Kunst und Kultur sind für uns zentrale Bestandteile des städtischen Lebens. Sie setzen wichtige gesellschaftspolitische Impulse und tragen zum Diskurs über die großen Fragen unserer Zeit bei. Kunst und Kultur müssen sich frei entwickeln können. Dafür ist der Erhalt der Vielfalt der kulturellen Orte und der Veranstalter in unserer Stadt von besonderer Bedeutung.
Die kulturelle Identität unserer Stadt ist breit gefächert. Für die institutionell geförderten Kultureinrichtungen haben wir angesichts der Corona-Krise kurz vor Ostern einen ersten wichtigen Schritt getan und weitreichende Beschlüsse von der Auszahlung von Fördergeldern als Soforthilfe bis hin zu Mietstundungen und zusätzlichen Unterstützungsleistungen gefasst.
Doch für die Attraktivität des Stuttgarter Kulturlebens speziell im musikalischen Bereich sind genauso auch die nicht geförderten Spielstätten und Veranstaltungsorte wie das Wizemann, die Wagenhallen, dass LKA und die im Club Kollektiv zusammengeschlossene Clubszene wichtig. Sie tragen zur kulturellen Identität ebenso bei wie die gleichfalls nicht geförderten Konzertveranstalter, die – allen voran SKS Russ – seit Generationen das Kulturleben in unserer Stadt prägen.

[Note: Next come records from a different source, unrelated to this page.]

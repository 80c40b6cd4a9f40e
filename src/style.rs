//! Text style resolution.
//!
//! The page extractor reports font, size and color exactly as it finds them,
//! which may be missing or malformed. [`StyleResolver`] turns those raw
//! attributes into a [`ResolvedStyle`] that is always complete. Resolution
//! never fails: anything unusable is replaced by a configured default and a
//! debug notice is logged.

use serde::{Deserialize, Serialize};

use crate::model::{RawColor, TextRun};

/// Font used when a run reports none.
pub const DEFAULT_FONT_NAME: &str = "Arial";

/// Font size in points used when a run reports none.
pub const DEFAULT_FONT_SIZE: f64 = 12.0;

/// An 8-bit RGB color.
#[derive(Debug, Clone, Copy, PartialEq, Eq, Default, Serialize, Deserialize)]
pub struct Rgb {
    pub r: u8,
    pub g: u8,
    pub b: u8,
}

impl Rgb {
    /// Black.
    pub const BLACK: Rgb = Rgb { r: 0, g: 0, b: 0 };

    pub const fn new(r: u8, g: u8, b: u8) -> Self {
        Self { r, g, b }
    }

    /// Uppercase hex triplet without `#`, as OOXML `srgbClr` expects.
    pub fn to_hex(self) -> String {
        format!("{:02X}{:02X}{:02X}", self.r, self.g, self.b)
    }
}

impl std::fmt::Display for Rgb {
    fn fmt(&self, f: &mut std::fmt::Formatter<'_>) -> std::fmt::Result {
        write!(f, "#{}", self.to_hex())
    }
}

/// A fully populated text style.
#[derive(Debug, Clone, PartialEq, Serialize, Deserialize)]
pub struct ResolvedStyle {
    /// Font family name, never blank
    pub font_name: String,
    /// Font size in points, finite and positive
    pub font_size: f64,
    /// Text color
    pub color: Rgb,
}

/// Values substituted for missing or invalid attributes.
#[derive(Debug, Clone, PartialEq, Serialize, Deserialize)]
pub struct StyleDefaults {
    pub font_name: String,
    pub font_size: f64,
    pub color: Rgb,
}

impl Default for StyleDefaults {
    fn default() -> Self {
        Self {
            font_name: DEFAULT_FONT_NAME.to_string(),
            font_size: DEFAULT_FONT_SIZE,
            color: Rgb::BLACK,
        }
    }
}

impl StyleDefaults {
    /// Set the fallback font name. Blank names are ignored.
    pub fn with_font_name(mut self, name: impl Into<String>) -> Self {
        let name = name.into();
        if !name.trim().is_empty() {
            self.font_name = name;
        }
        self
    }

    /// Set the fallback font size. Non-positive or non-finite sizes are ignored.
    pub fn with_font_size(mut self, size: f64) -> Self {
        if size.is_finite() && size > 0.0 {
            self.font_size = size;
        }
        self
    }

    /// Set the fallback color.
    pub fn with_color(mut self, color: Rgb) -> Self {
        self.color = color;
        self
    }
}

/// Why a raw attribute was replaced by its default.
#[derive(Debug, Clone, PartialEq)]
pub enum StyleNotice {
    /// No font name, or a blank one.
    MissingFont,
    /// No size, or a size that is zero, negative, or not finite.
    InvalidSize(Option<f64>),
    /// No color was reported.
    MissingColor,
    /// The color is not a three-channel tuple of whole numbers in 0-255.
    InvalidColor(RawColor),
}

impl std::fmt::Display for StyleNotice {
    fn fmt(&self, f: &mut std::fmt::Formatter<'_>) -> std::fmt::Result {
        match self {
            StyleNotice::MissingFont => write!(f, "missing font name"),
            StyleNotice::InvalidSize(None) => write!(f, "missing font size"),
            StyleNotice::InvalidSize(Some(size)) => write!(f, "invalid font size {}", size),
            StyleNotice::MissingColor => write!(f, "missing color"),
            StyleNotice::InvalidColor(color) => write!(f, "invalid color {:?}", color),
        }
    }
}

/// Resolves raw text attributes into a complete style.
#[derive(Debug, Clone, Default)]
pub struct StyleResolver {
    defaults: StyleDefaults,
}

impl StyleResolver {
    /// Create a resolver with the given defaults.
    pub fn new(defaults: StyleDefaults) -> Self {
        Self { defaults }
    }

    /// Get the configured defaults.
    pub fn defaults(&self) -> &StyleDefaults {
        &self.defaults
    }

    /// Resolve the style of a run.
    pub fn resolve(&self, run: &TextRun) -> ResolvedStyle {
        self.resolve_with_notices(run).0
    }

    /// Resolve the style of a run and report every default that was applied.
    pub fn resolve_with_notices(&self, run: &TextRun) -> (ResolvedStyle, Vec<StyleNotice>) {
        let mut notices = Vec::new();

        let font_name = match run.font.as_deref() {
            Some(name) if !name.trim().is_empty() => name.to_string(),
            _ => {
                notices.push(StyleNotice::MissingFont);
                self.defaults.font_name.clone()
            }
        };

        let font_size = match run.size {
            Some(size) if size.is_finite() && size > 0.0 => size,
            other => {
                notices.push(StyleNotice::InvalidSize(other));
                self.defaults.font_size
            }
        };

        let color = match &run.color {
            None => {
                notices.push(StyleNotice::MissingColor);
                self.defaults.color
            }
            Some(raw) => match rgb_from_raw(raw) {
                Some(rgb) => rgb,
                None => {
                    notices.push(StyleNotice::InvalidColor(raw.clone()));
                    self.defaults.color
                }
            },
        };

        for notice in &notices {
            log::debug!("Style default applied to {:?}: {}", run.text, notice);
        }

        (
            ResolvedStyle {
                font_name,
                font_size,
                color,
            },
            notices,
        )
    }
}

/// Accept only a three-channel tuple of whole numbers in 0..=255.
fn rgb_from_raw(raw: &RawColor) -> Option<Rgb> {
    let RawColor::Components(components) = raw else {
        return None;
    };
    let [r, g, b] = components.as_slice() else {
        return None;
    };
    Some(Rgb::new(channel(*r)?, channel(*g)?, channel(*b)?))
}

fn channel(value: f64) -> Option<u8> {
    if value.is_finite() && value.fract() == 0.0 && (0.0..=255.0).contains(&value) {
        Some(value as u8)
    } else {
        None
    }
}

Gerade den Musikbereich trifft die aktuelle Krise besonders hart, hat doch die Kultursaison 2019/20 Mitte März ein jähes Ende gefunden. Und wann die ersten Buchungen für Veranstaltungsflächen, Live-Veranstaltungen oder die ersten Abonnements für die nächste Spielzeit gezeichnet werden, ist bei der derzeitigen Unsicherheit für die Folgemonate nur schwer vorherzusagen.
Da uns jedoch der Erhalt dieser musikalischen Infrastruktur wichtig ist und wir wissen wollen, welche der bestehenden Förderinstrumente von Bund und Land, die von Kurzarbeitergeld über einmalige Soforthilfen bis zu zinsgünstigen Krediten reichen, den Einrichtungen, Spielstätten, Veranstaltungsflächen und Veranstaltern dort helfen können,

beantragen wir

darüber einen Bericht der Kulturverwaltung in der kommenden Sitzung des Verwaltungsausschusses. Im Rahmen dieser Berichterstattung geht es uns auch um eine Einschätzung der Verwaltung, ob es darüber hinaus die Möglichkeit geben sollte, diese Hilfsangebote ggfs. durch weitere kommunale Maßnahmen zu ergänzen.